You are reading a single comment by @HughB and its replies. Click here to read the full conversation.
  • @user107850 - were you involved with the Oxford Step counter project.

    I dont think @Gordon's attempt to follow the Oxford approach got off the ground.
    I think he introduced a low pass filter which had a lot of ringing.
    My main contribution has been testing. I have done litterally 100s of tests.
    I built prototypes in Javascript and finally checked in some C code changes.
    I identified the Oxford LPF filter as a better filter which is now used.
    I introduced a state machine which made things significantly more accuate.

    The actual C code for the Bangle step counter is at:
    https://github.com/hughbarney/Espruino/b­lob/master/libs/misc/stepcount.c

    If you were involved in the implementing the Oxford step counter I would be really interested to undertsand how the code works as I found it hard to follow after spending many hours looking at it. The event / queue driven structure of the code had me totally confused.

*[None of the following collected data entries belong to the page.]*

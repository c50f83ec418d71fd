pub mod errors;
pub mod pipeline;
pub mod walker;

pub use errors::{ErrorCollector, ErrorReport, FileError, ProcessingStage};
pub use pipeline::{relative_path, IndexReport, Indexer};
pub use walker::Walker;
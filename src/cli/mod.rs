use clap::{Parser, Subcommand};
use std::path::PathBuf;

#[derive(Parser)]
#[command(name = "codesift")]
#[command(author, version, about = "Symbol extraction and hybrid code search")]
#[command(propagate_version = true)]
pub struct Cli {
    #[command(subcommand)]
    pub command: Commands,
}

#[derive(Subcommand)]
pub enum Commands {
    /// Create .codesift/config.toml with default settings
    Init {
        /// Overwrite an existing configuration
        #[arg(long)]
        force: bool,
    },

    /// Extract symbols and (re)build the indexes
    Index {
        /// Project root to index (defaults to the current directory)
        path: Option<PathBuf>,

        /// Drop existing indexes before indexing
        #[arg(long)]
        clear: bool,

        /// Skip embeddings; only the symbol store and lexical index are built
        #[arg(long)]
        no_embed: bool,
    },

    /// Search indexed symbols
    Search {
        /// Search query
        query: String,

        /// Maximum number of results to return
        #[arg(short, long)]
        limit: Option<usize>,

        /// Only use the lexical index
        #[arg(long, conflicts_with = "semantic_only")]
        structural_only: bool,

        /// Only use embedding similarity
        #[arg(long)]
        semantic_only: bool,

        /// Print results as JSON
        #[arg(long)]
        json: bool,
    },

    /// Find one entity's representations across architectural layers
    Entity {
        /// Entity name, e.g. "User"
        name: String,

        /// Vector neighbours to examine (defaults to search.entity_neighbours)
        #[arg(short, long)]
        limit: Option<usize>,

        /// Print the result as JSON
        #[arg(long)]
        json: bool,
    },

    /// Show index statistics and metrics
    Stats {
        /// Output in Prometheus format
        #[arg(long)]
        prometheus: bool,
    },
}
/// `*`/`&` markers contributed by the declarator chain
fn pointer_suffix(declarator: Node<'_>) -> String {
    let mut suffix = String::new();
    let mut current = Some(declarator);
    while let Some(node) = current {
        match node.kind() {
            "pointer_declarator" => suffix.push('*'),
            "reference_declarator" => suffix.push('&'),
            _ => break,
        }
        current = node.child_by_field_name("declarator").or_else(|| node.named_child(0));
    }
    suffix
}

fn template_inner(node: Node<'_>) -> Option<Node<'_>> {
    let parameters = node.child_by_field_name("parameters");
    let mut cursor = node.walk();
    let inner = node
        .named_children(&mut cursor)
        .find(|child| {
            Some(*child) != parameters && !matches!(child.kind(), "comment" | "requires_clause")
        });
    inner
}

/// Consecutive comments directly above a declaration.
fn doc_comment(node: &Node, ctx: &ExtractionContext<'_>) -> Option<String> {
    let mut anchor = *node;
    while anchor.prev_sibling().is_none() {
        match anchor.parent() {
            Some(parent)
                if matches!(
                    parent.kind(),
                    "declaration" | "template_declaration" | "type_definition" | "field_declaration"
                ) =>
            {
                anchor = parent
            }
            _ => break,
        }
    }

    let mut lines = Vec::new();
    let mut next_row = anchor.start_position().row;
    let mut current = anchor.prev_sibling();
    while let Some(previous) = current {
        if previous.kind() != "comment" || previous.end_position().row + 1 < next_row {
            break;
        }
        lines.push(clean_comment(ctx.text(&previous).ok()?));
        next_row = previous.start_position().row;
        current = previous.prev_sibling();
    }

    if lines.is_empty() {
        return None;
    }
    lines.reverse();
    Some(lines.join("\n"))
}

fn clean_comment(comment: &str) -> String {
    let trimmed = comment.trim();
    let body = match trimmed.strip_prefix("/*") {
        Some(rest) => rest.strip_suffix("*/").unwrap_or(rest),
        None => trimmed,
    };
    body.lines()
        .map(|line| {
            line.trim()
                .trim_start_matches('/')
                .trim_start_matches('*')
                .trim_start_matches('!')
                .trim()
        })
        .filter(|line| !line.is_empty())
        .collect::<Vec<_>>()
        .join("\n")
}

fn callee_name<'s>(node: Node<'_>, ctx: &ExtractionContext<'s>) -> Option<&'s str> {
    match node.kind() {
        "identifier" | "field_identifier" => ctx.text(&node).ok(),
        "field_expression" => node
            .child_by_field_name("field")
            .and_then(|field| callee_name(field, ctx)),
        "qualified_identifier" | "template_function" | "template_method" => node
            .child_by_field_name("name")
            .and_then(|name| callee_name(name, ctx)),
        _ => None,
    }
}
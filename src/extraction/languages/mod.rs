//! Per-language extractors

pub mod c_family;
pub mod python;

pub use c_family::{CFamilyExtractor, Dialect};
pub use python::PythonExtractor;
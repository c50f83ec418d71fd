use anyhow::Result;
use clap::Parser;
use std::path::PathBuf;

use codesift::cli::{Cli, Commands};
use codesift::commands::search::SearchMode;
use codesift::config::Config;
use codesift::logging::{init_early_logging, init_logging};
use codesift::metrics;

#[tokio::main]
async fn main() -> Result<()> {
    let cli = Cli::parse();

    let project_root = match &cli.command {
        Commands::Index {
            path: Some(path), ..
        } => path.clone(),
        _ => std::env::current_dir().unwrap_or_else(|_| PathBuf::from(".")),
    };

    // The guard must live until exit so buffered log lines are flushed
    let _logging_guard = match Config::load(&project_root) {
        Ok(config) => Some(init_logging(&config.logging, &project_root)?),
        Err(e) => {
            init_early_logging();
            tracing::warn!("Using default configuration: {:#}", e);
            None
        }
    };

    tracing::debug!("Project root: {}", project_root.display());
    metrics::register_metrics();

    match cli.command {
        Commands::Init { force } => {
            codesift::commands::init::run(force).await?;
        }
        Commands::Index {
            path,
            clear,
            no_embed,
        } => {
            codesift::commands::index::run(path, clear, no_embed).await?;
        }
        Commands::Search {
            query,
            limit,
            structural_only,
            semantic_only,
            json,
        } => {
            let mode = SearchMode::from_flags(structural_only, semantic_only);
            codesift::commands::search::run(&query, limit, mode, json).await?;
        }
        Commands::Entity { name, limit, json } => {
            codesift::commands::entity::run(&name, limit, json).await?;
        }
        Commands::Stats { prometheus } => {
            codesift::commands::stats::run(prometheus).await?;
        }
    }

    Ok(())
}
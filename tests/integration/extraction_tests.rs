//! Extraction through the public registry API, across languages

use std::collections::HashMap;

use codesift::extraction::{ExtractorRegistry, FileExtraction, ParserPool};
use codesift::symbol::{
    RelationshipKind, Symbol, SymbolId, SymbolKind, Visibility, RECOVERED_CONFIDENCE,
};

fn extract(path: &str, language: &str, source: &str) -> FileExtraction {
    let registry = ExtractorRegistry::new();
    let mut pool = ParserPool::new();
    registry
        .extract_source(&mut pool, path, language, source)
        .unwrap()
}

fn find<'a>(extraction: &'a FileExtraction, name: &str) -> &'a Symbol {
    extraction
        .symbols
        .iter()
        .find(|s| s.name == name)
        .unwrap_or_else(|| panic!("no symbol named {}", name))
}

fn assert_parents_contain_children(extraction: &FileExtraction) {
    let by_id: HashMap<&SymbolId, &Symbol> =
        extraction.symbols.iter().map(|s| (&s.id, s)).collect();
    for symbol in &extraction.symbols {
        if let Some(parent_id) = &symbol.parent_id {
            let parent = by_id
                .get(parent_id)
                .unwrap_or_else(|| panic!("{} has a dangling parent", symbol.name));
            assert!(
                parent.strictly_contains(symbol),
                "{} is not inside {}",
                symbol.name,
                parent.name
            );
        }
    }
}

const CPP_SOURCE: &str = r#"#include "storage.h"

namespace geo {

class Polygon {
public:
    struct Vertex {
        double x;
        double y;
    };

    double perimeter() const {
        return measure();
    }

private:
    int count_;
};

}

static int instances = 0;
extern int shared_limit;
"#;

#[test]
fn test_cpp_nested_ownership() {
    let result = extract("src/geo/polygon.cpp", "cpp", CPP_SOURCE);

    let namespace = find(&result, "geo");
    let polygon = find(&result, "Polygon");
    let vertex = find(&result, "Vertex");
    let x = find(&result, "x");
    let perimeter = find(&result, "perimeter");

    assert_eq!(namespace.kind, SymbolKind::Namespace);
    assert_eq!(polygon.parent_id.as_ref(), Some(&namespace.id));
    assert_eq!(vertex.kind, SymbolKind::Struct);
    assert_eq!(vertex.parent_id.as_ref(), Some(&polygon.id));
    assert_eq!(x.parent_id.as_ref(), Some(&vertex.id));
    assert_eq!(perimeter.kind, SymbolKind::Method);
    assert_eq!(perimeter.parent_id.as_ref(), Some(&polygon.id));
    assert_eq!(find(&result, "count_").visibility, Visibility::Private);

    assert_parents_contain_children(&result);
}

#[test]
fn test_static_and_extern_classification() {
    let result = extract("src/geo/polygon.cpp", "cpp", CPP_SOURCE);

    let instances = find(&result, "instances");
    assert!(instances.meta_bool("isStatic"));
    assert!(!instances.meta_bool("isExtern"));
    assert_eq!(instances.visibility, Visibility::Private);

    let shared = find(&result, "shared_limit");
    assert!(shared.meta_bool("isExtern"));
    assert!(!shared.meta_bool("isStatic"));
}

#[test]
fn test_unresolved_targets_are_low_confidence() {
    let result = extract("src/geo/polygon.cpp", "cpp", CPP_SOURCE);

    let include = result
        .relationships
        .iter()
        .find(|r| r.kind == RelationshipKind::Imports)
        .unwrap();
    assert!(!include.is_resolved());
    assert!(include.confidence < 1.0);

    let perimeter = find(&result, "perimeter");
    let call = result
        .relationships
        .iter()
        .find(|r| r.kind == RelationshipKind::Calls && r.from_symbol_id == perimeter.id)
        .unwrap();
    assert!(!call.is_resolved());
    assert!(call.confidence < 1.0);
}

#[test]
fn test_extraction_is_deterministic() {
    let first = extract("src/geo/polygon.cpp", "cpp", CPP_SOURCE);
    let second = extract("src/geo/polygon.cpp", "cpp", CPP_SOURCE);

    let ids = |e: &FileExtraction| e.symbols.iter().map(|s| s.id.clone()).collect::<Vec<_>>();
    assert_eq!(ids(&first), ids(&second));
    assert_eq!(first.relationships.len(), second.relationships.len());
}

#[test]
fn test_python_classes_and_methods() {
    let source = r#"class Repository:
    """Loads users."""

    def find(self, user_id):
        return self._query(user_id)

    def _query(self, user_id):
        return None


def main():
    Repository().find(1)
"#;
    let result = extract("app/data/repository.py", "python", source);

    let repository = find(&result, "Repository");
    let find_method = find(&result, "find");
    let query = find(&result, "_query");

    assert_eq!(repository.doc_comment.as_deref(), Some("Loads users."));
    assert_eq!(find_method.parent_id.as_ref(), Some(&repository.id));
    assert_eq!(query.visibility, Visibility::Protected);
    assert_eq!(find(&result, "main").kind, SymbolKind::Function);

    assert_parents_contain_children(&result);
}

#[test]
fn test_broken_source_keeps_following_definitions() {
    let source = "def broken(:\n    pass\n\n\ndef intact():\n    return 1\n";
    let result = extract("app/broken.py", "python", source);

    assert!(result.symbols.iter().any(|s| s.name == "intact"));
}

fn assert_unique_ids(extraction: &FileExtraction) {
    let mut ids: Vec<&SymbolId> = extraction.symbols.iter().map(|s| &s.id).collect();
    ids.sort();
    ids.dedup();
    assert_eq!(ids.len(), extraction.symbols.len(), "duplicate symbol ids");
}

#[test]
fn test_unterminated_python_class_is_recovered() {
    let source = r#"class Account:
    def deposit(self, amount):
        return amount


class Broken(
"#;
    let result = extract("app/domain/account.py", "python", source);

    let broken = find(&result, "Broken");
    assert!(broken.is_recovered());
    assert_eq!(broken.kind, SymbolKind::Class);
    assert_eq!(broken.confidence(), RECOVERED_CONFIDENCE);
    assert_eq!(broken.start_line, 6);
    assert_eq!(result.recovered_count(), 1);

    let account = find(&result, "Account");
    let deposit = find(&result, "deposit");
    assert!(!account.is_recovered());
    assert!(!deposit.is_recovered());
    assert_eq!(account.confidence(), 1.0);
    assert_eq!(deposit.parent_id.as_ref(), Some(&account.id));

    assert_eq!(result.symbols.iter().filter(|s| s.name == "Broken").count(), 1);
    assert_unique_ids(&result);
}

#[test]
fn test_unterminated_cpp_class_is_recovered() {
    let source = r#"int valid(int x) {
    return x + 1;
}

class Broken {
"#;
    let result = extract("src/broken.cpp", "cpp", source);

    let broken = find(&result, "Broken");
    assert!(broken.is_recovered());
    assert_eq!(broken.kind, SymbolKind::Class);
    assert_eq!(broken.confidence(), RECOVERED_CONFIDENCE);
    assert_eq!(broken.language, "cpp");

    let valid = find(&result, "valid");
    assert!(!valid.is_recovered());
    assert_eq!(valid.kind, SymbolKind::Function);
    assert_eq!(result.recovered_count(), 1);
    assert_eq!(result.symbols.iter().filter(|s| s.name == "valid").count(), 1);
    assert_unique_ids(&result);
}

#[test]
fn test_recovery_never_replaces_structured_symbols() {
    let source = "class Intact:\n    pass\n\n\nclass Intact(\n";
    let result = extract("app/models.py", "python", source);

    let structured: Vec<&Symbol> = result
        .symbols
        .iter()
        .filter(|s| s.name == "Intact" && !s.is_recovered())
        .collect();
    assert_eq!(structured.len(), 1);
    assert_eq!(structured[0].start_line, 1);
    assert_eq!(structured[0].confidence(), 1.0);

    for recovered in result.symbols.iter().filter(|s| s.is_recovered()) {
        assert_ne!(recovered.id, structured[0].id);
        assert_eq!(recovered.confidence(), RECOVERED_CONFIDENCE);
    }
    assert_unique_ids(&result);
}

    I am also interested in what testing the Oxfrod team did to test non stepping activities like driving.
    150 steps (about 10 minutes of activity) is not enough to have confidence in a step counter. I could not find any test results for activities like driving, sleeping, sitting at a desk, typing etc etc. All of which should log very few steps per hour.

    but we need to set it up well, which means good data and a simple way to run the code.

    I have collected accelerometer logs for various activties. We have about 20 measured logs and these were calibrated against an AmizFit Bip which appears to be pretty accurate from the various tests I have done. When collecting the logs I wore the Amizfit Bip on the same wrist as the Bangle and recorded the steps recorded by both devices. The output in my above posts are from the test harness and the results are a good match for what gets measured in reality - so as a good simulation against algorithm changes.

    I would be really interested in talking with you if you know more about the Oxford approach.